コロナ第3波に備える最新知識

ワクチンは効果ありそうだが…集団免疫は獲得できるのか?

(C)ロイター/Dinendra Haria/SOPA Images/Sipa USA

 新型コロナウイルス収束に向けて、世界中がワクチン接種に躍起になっている。

 その狙いは新型コロナウイルス感染症による重症者数を減らし、集団免疫を完成させて蔓延の防止を図ることにある。

 集団免疫とは、特定の集団のなかで感染症にかかるか、ワクチンを打って、多くの人が免疫を獲得し、それにより集団全体が感染から守られるようになる現象を指す。

 集団免疫を獲得するにはその集団内にどの程度の割合の免疫保有者(集団免疫閾値)が存在すればいいのか。

「昨年3月には人口の6割が感染すれば流行が収束するといわれました。感染疫学の本場である英国の疫学の教授がそう主張したからです。英国などは、この主張に基づいて積極的な感染対策を打ち出しませんでした。その結果、感染大国になったのです」(弘邦医院・林雅之院長)

 過ちの原因は「何も対策をしなければ感染者は右肩上がりに増えて人口の6割以上が感染する」と考えたことだ。

 しかし、感染が深刻といわれた中国・武漢であれ、横浜に寄港したダイヤモンド・プリンセス号であれ、感染者がその集団の2割を超えることはなかった。

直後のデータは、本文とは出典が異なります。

//! Scripted in-memory port for protocol tests.

use crate::error::Result;
use crate::port::Port;
use std::collections::VecDeque;
use std::io::{self, ErrorKind, Read, Write};
use std::sync::{Arc, Mutex, MutexGuard};
use std::thread;
use std::time::Duration;

/// Observable state of a [`MockPort`].
#[derive(Debug, Default)]
pub(crate) struct MockState {
    /// Every flushed write, one entry per frame.
    pub frames: Vec<Vec<u8>>,
    /// Timeouts applied through `set_timeout`, in order.
    pub timeouts: Vec<Duration>,
    /// Scripted read outcomes; `None` means a read timeout.
    pub replies: VecDeque<Option<u8>>,
    /// Number of upcoming writes that fail.
    pub failing_writes: usize,
    /// Reply once the script is exhausted; `None` means time out forever.
    pub default_reply: Option<u8>,
    /// Delay applied to each write.
    pub write_delay: Duration,
    /// Number of buffer clears.
    pub clears: usize,
    /// Number of failed write attempts seen.
    pub write_failures: usize,
    /// Whether `close` was called.
    pub closed: bool,
    /// Bytes written since the last flush.
    pub pending: Vec<u8>,
}

/// In-memory port that acknowledges frames according to a script.
#[derive(Debug, Clone)]
pub(crate) struct MockPort {
    state: Arc<Mutex<MockState>>,
}

impl MockPort {
    /// A port that acknowledges every frame with `0xAA`.
    pub fn acking() -> Self {
        Self::with_state(MockState {
            default_reply: Some(crate::protocol::frame::ACK),
            ..MockState::default()
        })
    }

    /// A port that never answers.
    pub fn silent() -> Self {
        Self::with_state(MockState::default())
    }

    pub fn with_state(state: MockState) -> Self {
        Self {
            state: Arc::new(Mutex::new(state)),
        }
    }

    pub fn state(&self) -> MutexGuard<'_, MockState> {
        self.state.lock().unwrap()
    }

    /// Sent frames whose first byte equals `tag`.
    pub fn frames_tagged(&self, tag: u8) -> Vec<Vec<u8>> {
        self.state()
            .frames
            .iter()
            .filter(|f| f.first() == Some(&tag))
            .cloned()
            .collect()
    }
}

impl Read for MockPort {
    fn read(&mut self, buf: &mut [u8]) -> io::Result<usize> {
        let mut state = self.state();
        let reply = match state.replies.pop_front() {
            Some(reply) => reply,
            None => state.default_reply,
        };
        match reply {
            Some(byte) if !buf.is_empty() => {
                buf[0] = byte;
                Ok(1)
            },
            Some(_) => Ok(0),
            None => Err(io::Error::new(ErrorKind::TimedOut, "no data")),
        }
    }
}

impl Write for MockPort {
    fn write(&mut self, buf: &[u8]) -> io::Result<usize> {
        let delay = self.state().write_delay;
        if !delay.is_zero() {
            thread::sleep(delay);
        }
        let mut state = self.state();
        if state.failing_writes > 0 {
            state.failing_writes -= 1;
            state.write_failures += 1;
            return Err(io::Error::new(ErrorKind::BrokenPipe, "write failed"));
        }
        state.pending.extend_from_slice(buf);
        Ok(buf.len())
    }

    fn flush(&mut self) -> io::Result<()> {
        let mut state = self.state();
        let frame = std::mem::take(&mut state.pending);
        if !frame.is_empty() {
            state.frames.push(frame);
        }
        Ok(())
    }
}

impl Port for MockPort {
    fn set_timeout(&mut self, timeout: Duration) -> Result<()> {
        self.state().timeouts.push(timeout);
        Ok(())
    }

    fn clear_buffers(&mut self) -> Result<()> {
        let mut state = self.state();
        state.clears += 1;
        state.pending.clear();
        Ok(())
    }

    fn name(&self) -> &str {
        "mock"
    }

    fn close(&mut self) -> Result<()> {
        self.state().closed = true;
        Ok(())
    }
}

感染が広がるにつれ、免疫力の強い人が残り、感染効率が落ちるうえ、多くの人が予防策を取ったからだ。そのため、いまでは集団免疫閾値の計算は、基本再生産数(1人の感染者が周りの免疫を持たない人に平均何人にうつすかを示す数字)ではなく、実効再生産数(すでに感染が広がっている状況下で1人の感染者が平均何人にうつすかを示す数字)で計算する方がいいとされている。結果、集団免疫閾値は、状況により、その数値はすぐに変化するため一定にならないものの、総人口の2割程度でもいいのではないか、との意見がある。

 そこで注目されるのがイスラエルだ。ワクチン接種が世界最速で進んでいるからだ。人口920万人のこの国では1月21日時点でおよそ27%に当たる244万人が1回目のワクチンの接種を終えている。

「問題はワクチン接種の効果がいつ表れるか、です。イスラエル保健省のワクチン接種に関する暫定数値によると、接種後7日以内の感染が確認されたのが4484人、8日から14日以内が3186人に対し、15日から22日経過した人では、353人でした。ワクチン接種後の入院人数は、375人で、そのうち、接種から2週間を超えている人は7人でした。このことからワクチンは接種後約2週間で免疫を獲得すると推定されます」(林院長)

 一方、イスラエルの累計回復者数は22日までに49万7347人。つまり、イスラエルでは免疫を獲得すると考えられる人は2月上旬には約294万人と人口の3割を超えることになる。イスラエルのネタニヤフ首相は「ワクチン接種がこのままうまく進めば、2月にもパンデミックを脱することができる可能性がある」と語っている。それはその時点で集団免疫が完成すると考えているからではないか。

 むろん、中和(ウイルスを不活化する)抗体を得られたとしても、いつまで効果が続くかはわからない。とはいえ、イスラエルの今後は、東京五輪を含めた、世界の近未来を占うことになりそうだ。